ASSIGNMENT:
Go through the data below and return each line where the string "Deserialize" appears.

--------------------------------

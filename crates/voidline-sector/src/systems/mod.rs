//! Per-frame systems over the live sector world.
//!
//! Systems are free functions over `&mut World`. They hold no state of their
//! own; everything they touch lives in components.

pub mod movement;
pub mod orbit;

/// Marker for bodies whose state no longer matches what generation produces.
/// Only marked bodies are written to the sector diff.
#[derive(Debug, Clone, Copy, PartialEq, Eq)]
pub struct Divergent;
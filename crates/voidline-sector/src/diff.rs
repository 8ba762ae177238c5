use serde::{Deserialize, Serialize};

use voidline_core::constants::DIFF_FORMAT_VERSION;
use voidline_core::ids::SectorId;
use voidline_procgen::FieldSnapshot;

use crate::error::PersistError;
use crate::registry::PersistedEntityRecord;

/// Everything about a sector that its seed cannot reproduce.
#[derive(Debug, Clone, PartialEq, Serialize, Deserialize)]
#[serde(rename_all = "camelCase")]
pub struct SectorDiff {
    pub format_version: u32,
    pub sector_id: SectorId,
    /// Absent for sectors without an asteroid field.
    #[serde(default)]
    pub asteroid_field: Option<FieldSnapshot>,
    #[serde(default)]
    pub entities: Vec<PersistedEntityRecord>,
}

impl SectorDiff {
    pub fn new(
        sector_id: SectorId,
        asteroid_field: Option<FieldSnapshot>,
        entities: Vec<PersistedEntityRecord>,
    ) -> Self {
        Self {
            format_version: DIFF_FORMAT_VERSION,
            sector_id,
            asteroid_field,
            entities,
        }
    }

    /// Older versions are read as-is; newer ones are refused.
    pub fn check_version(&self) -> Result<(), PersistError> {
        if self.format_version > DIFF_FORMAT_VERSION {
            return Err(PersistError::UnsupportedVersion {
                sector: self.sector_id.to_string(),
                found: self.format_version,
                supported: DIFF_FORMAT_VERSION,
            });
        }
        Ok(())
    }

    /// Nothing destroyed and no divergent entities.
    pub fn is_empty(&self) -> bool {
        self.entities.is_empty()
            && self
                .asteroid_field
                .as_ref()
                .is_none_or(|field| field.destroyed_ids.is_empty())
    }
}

--------------------------------

WRITTEN REPLY:
use serde::{Deserialize, Serialize};
#[derive(Debug, Clone, PartialEq, Serialize, Deserialize)]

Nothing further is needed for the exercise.